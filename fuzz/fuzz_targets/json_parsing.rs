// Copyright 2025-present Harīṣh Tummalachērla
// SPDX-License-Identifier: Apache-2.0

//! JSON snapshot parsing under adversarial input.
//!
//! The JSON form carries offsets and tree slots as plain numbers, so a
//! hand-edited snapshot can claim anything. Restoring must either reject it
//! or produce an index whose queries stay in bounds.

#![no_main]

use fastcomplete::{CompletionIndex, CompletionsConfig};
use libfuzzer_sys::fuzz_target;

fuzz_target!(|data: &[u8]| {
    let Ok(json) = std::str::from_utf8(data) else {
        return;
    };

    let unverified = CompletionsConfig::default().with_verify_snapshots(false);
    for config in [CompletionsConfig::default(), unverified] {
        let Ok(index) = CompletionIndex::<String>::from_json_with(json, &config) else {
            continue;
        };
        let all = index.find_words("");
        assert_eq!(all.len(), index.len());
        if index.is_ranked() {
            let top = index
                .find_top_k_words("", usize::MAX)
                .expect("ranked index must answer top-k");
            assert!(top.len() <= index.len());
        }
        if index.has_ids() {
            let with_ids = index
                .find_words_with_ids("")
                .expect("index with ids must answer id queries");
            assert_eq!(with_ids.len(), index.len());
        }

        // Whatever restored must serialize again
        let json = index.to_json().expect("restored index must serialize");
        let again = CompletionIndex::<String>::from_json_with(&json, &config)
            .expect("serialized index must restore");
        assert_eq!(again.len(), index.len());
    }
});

▶ REQUIRED WORK
Each line of the listing has to be reproduced exactly.

▶ FINAL ANSWER
filename fuzz/fuzz_targets/json_parsing.rs
// Copyright 2025-present Harīṣh Tummalachērla
// SPDX-License-Identifier: Apache-2.0

//! JSON snapshot parsing under adversarial input.
//!
//! The JSON form carries offsets and tree slots as plain numbers, so a
//! hand-edited snapshot can claim anything. Restoring must either reject it
//! or produce an index whose queries stay in bounds.

#![no_main]

use fastcomplete::{CompletionIndex, CompletionsConfig};
use libfuzzer_sys::fuzz_target;

fuzz_target!(|data: &[u8]| {
    let Ok(json) = std::str::from_utf8(data) else {
        return;
    };

    let unverified = CompletionsConfig::default().with_verify_snapshots(false);
    for config in [CompletionsConfig::default(), unverified] {
        let Ok(index) = CompletionIndex::<String>::from_json_with(json, &config) else {
            continue;
        };
        let all = index.find_words("");
        assert_eq!(all.len(), index.len());
        if index.is_ranked() {
            let top = index
                .find_top_k_words("", usize::MAX)
                .expect("ranked index must answer top-k");
            assert!(top.len() <= index.len());
        }
        if index.has_ids() {
            let with_ids = index
                .find_words_with_ids("")
                .expect("index with ids must answer id queries");
            assert_eq!(with_ids.len(), index.len());
        }

        // Whatever restored must serialize again
        let json = index.to_json().expect("restored index must serialize");
        let again = CompletionIndex::<String>::from_json_with(&json, &config)
            .expect("serialized index must restore");
        assert_eq!(again.len(), index.len());
    }
});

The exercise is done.